2019 galt schon einmal Tempo 30 in der Wildbader Straße, wie unser Archivbild zeigt. Allerdings nicht wegen des Verkehrslärms oder des desolaten Zustands der Straße, sondern "nur" wegen der Baustelle auf der Ortsdurchfahrt. Foto: Mutschler

Die B 294 ist eine wichtige Verkehrsader für den Nordschwarzwald. Doch sie verursacht auch eine Menge Verkehrslärm. Unter anderem in Calmbach. Wenn es nach den Experten geht, wird dort bald deutlich langsamer gefahren.

Bad Wildbad - Der Lärmaktionsplan für den Bad Wildbader Stadtteil Calmbach bewegt die Einwohner schon seit vielen Jahren. Auch in der Einwohnerfragestunde ging es in der jüngsten Sitzung wieder um eine mögliche Geschwindigkeitsreduzierung in der Haupt- und Häberlenstraße. Das passte gut zum Tagesordnungspunkt drei: Hier stellte Jürgen Roth von der Firma Soundplan die Ergebnisse aus der Fortschreibung des Lärmaktionsplans vor. So viel vorab: Der Experte sieht dringenden Handlungsbedarf bei der Geschwindigkeitsreduzierung, die Stadt unterstützt dies – die Umsetzung liegt jedoch allein in den Händen von Landratsamt Calw und Regierungspräsidium Karlsruhe.

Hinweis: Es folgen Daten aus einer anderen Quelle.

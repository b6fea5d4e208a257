// Copyright 2025 the Understory Authors
// SPDX-License-Identifier: Apache-2.0 OR MIT

//! Multiset that counts occurrences of hashable items.

use alloc::vec::Vec;
use core::fmt;
use core::hash::Hash;

use hashbrown::HashMap;

use crate::priority::PriorityQueue;

/// Counts how many times each distinct item has been seen.
///
/// Items with a count of zero are never stored: [`sub`](Self::sub) drops an
/// item when its count reaches zero, and [`get`](Self::get) reports zero for
/// anything absent.
///
/// # Example
///
/// ```
/// use understory_collections::Counter;
///
/// let counter: Counter<char> = "mississippi".chars().collect();
///
/// assert_eq!(counter.get(&'s'), 4);
/// assert_eq!(counter.get(&'z'), 0);
/// assert_eq!(counter.len(), 4);
/// assert_eq!(counter.sum(), 11);
/// // 'i' and 's' tie on four; 'p' is clearly third.
/// assert_eq!(counter.most_common_n(3)[2], (&'p', 2));
/// ```
#[derive(Clone, PartialEq, Eq)]
pub struct Counter<T>
where
    T: Eq + Hash,
{
    counts: HashMap<T, usize>,
}

impl<T> Default for Counter<T>
where
    T: Eq + Hash,
{
    fn default() -> Self {
        Self::new()
    }
}

impl<T> Counter<T>
where
    T: Eq + Hash,
{
    /// Creates an empty counter.
    #[must_use]
    pub fn new() -> Self {
        Self {
            counts: HashMap::new(),
        }
    }

    /// Creates an empty counter with room for at least `capacity` distinct items.
    #[must_use]
    pub fn with_capacity(capacity: usize) -> Self {
        Self {
            counts: HashMap::with_capacity(capacity),
        }
    }

    /// Creates a counter holding the occurrences of `items`.
    pub fn from_items(items: impl IntoIterator<Item = T>) -> Self {
        items.into_iter().collect()
    }

    /// Returns the number of distinct items.
    #[must_use]
    pub fn len(&self) -> usize {
        self.counts.len()
    }

    /// Returns `true` if nothing has been counted.
    #[must_use]
    pub fn is_empty(&self) -> bool {
        self.counts.is_empty()
    }

    /// Counts one more occurrence of `item` and returns its new count.
    pub fn add(&mut self, item: T) -> usize {
        let count = self.counts.entry(item).or_insert(0);
        *count += 1;
        *count
    }

    /// Counts one fewer occurrence of `item` and returns its new count.
    ///
    /// An item whose count reaches zero is removed. Absent items are left
    /// alone and report zero.
    pub fn sub(&mut self, item: &T) -> usize {
        let Some(count) = self.counts.get_mut(item) else {
            return 0;
        };
        *count -= 1;
        let remaining = *count;
        if remaining == 0 {
            self.counts.remove(item);
        }
        remaining
    }

    /// Forgets `item` entirely and returns the count it had, or zero.
    pub fn remove(&mut self, item: &T) -> usize {
        self.counts.remove(item).unwrap_or(0)
    }

    /// Returns the count of `item`, or zero if it has not been seen.
    #[must_use]
    pub fn get(&self, item: &T) -> usize {
        self.counts.get(item).copied().unwrap_or(0)
    }

    /// Returns the total number of occurrences, duplicates included.
    #[must_use]
    pub fn sum(&self) -> usize {
        self.counts.values().sum()
    }

    /// Forgets every item.
    pub fn clear(&mut self) {
        self.counts.clear();
    }

    /// Returns the item with the highest count.
    ///
    /// Ties are broken arbitrarily. Returns `None` if the counter is empty.
    #[must_use]
    pub fn most_common(&self) -> Option<(&T, usize)> {
        self.iter().max_by_key(|&(_, count)| count)
    }

    /// Returns up to `n` items with the highest counts, highest first.
    ///
    /// Runs in O(len + n log len) by heapifying every pair and popping `n`
    /// times. Ties are broken arbitrarily.
    #[must_use]
    pub fn most_common_n(&self, n: usize) -> Vec<(&T, usize)> {
        let mut queue = PriorityQueue::from_fn(self.iter(), |&(_, count)| {
            i64::try_from(count).unwrap_or(i64::MAX)
        });
        (0..n.min(self.len()))
            .map_while(|_| queue.pop().ok())
            .collect()
    }

    /// Returns every `(item, count)` pair, highest count first.
    ///
    /// Items with equal counts come out in unspecified order.
    #[must_use]
    pub fn descending(&self) -> Vec<(&T, usize)> {
        let mut pairs: Vec<_> = self.iter().collect();
        pairs.sort_by(|a, b| b.1.cmp(&a.1));
        pairs
    }

    /// Returns every `(item, count)` pair in unspecified order.
    pub fn iter(&self) -> impl ExactSizeIterator<Item = (&T, usize)> + '_ {
        self.counts.iter().map(|(item, &count)| (item, count))
    }

    /// Returns every distinct item in unspecified order.
    pub fn items(&self) -> impl ExactSizeIterator<Item = &T> + '_ {
        self.counts.keys()
    }
}

impl<T> FromIterator<T> for Counter<T>
where
    T: Eq + Hash,
{
    fn from_iter<I: IntoIterator<Item = T>>(iter: I) -> Self {
        let mut counter = Self::new();
        counter.extend(iter);
        counter
    }
}

impl<T> Extend<T> for Counter<T>
where
    T: Eq + Hash,
{
    fn extend<I: IntoIterator<Item = T>>(&mut self, iter: I) {
        for item in iter {
            self.add(item);
        }
    }
}

impl<T> fmt::Debug for Counter<T>
where
    T: Eq + Hash + fmt::Debug,
{
    fn fmt(&self, f: &mut fmt::Formatter<'_>) -> fmt::Result {
        f.debug_map().entries(self.counts.iter()).finish()
    }
}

Gleich zu Beginn erwähnte Roth, dass es um die schalltechnische Berechnung im Straßenverkehr gehe. "Lärm wird nicht gemessen, sondern gerechnet", erklärte er. Dabei sei nicht ein einzelnes Ereignis ausschlaggebend, sondern der Durchschnitt. Er erläuterte außerdem die verschiedenen Grenzwerte: So sei bei einem Verkehrslärm von 70 Dezibel A (dB(A)) am Tag und 60 dB(A) in der Nacht die Pflicht zum Einschreiten erreicht, Werte über 65 Db(A) am Tag und 55 dB(A) in der Nacht gelten laut Roth als gesundheitskritisch. Neben der reinen Berechnung fließen weitere Abwägungen mit ein, etwa wie viele Einwohner betroffen sind oder welche Bedeutung der fließende Verkehr hat und welche Auswirkungen eventuelle Änderungen auf den öffentlichen Nahverkehr (ÖPNV), den Fuß- oder Radverkehr hat. Es gebe viele Bereiche, in denen diese Grenzwerte überschritten würden, so Roth weiter.

Geforderte Maßnahmen

Deshalb ergeben sich aus den Berechnungen folgende Maßnahmenvorschläge:

 Entlang der B 294 von Höfen kommend gebe es bereits vor dem Ortsschild Überschreitungen der gesundheitskritischen Werte in der Nacht. Deshalb wird gefordert, die bestehende Geschwindigkeit von 100/70 km/h vor dem Ortsschild im Bereich der Bebauung Enzring/Höfener Straße auf Tempo 50 in der Nacht abzusenken.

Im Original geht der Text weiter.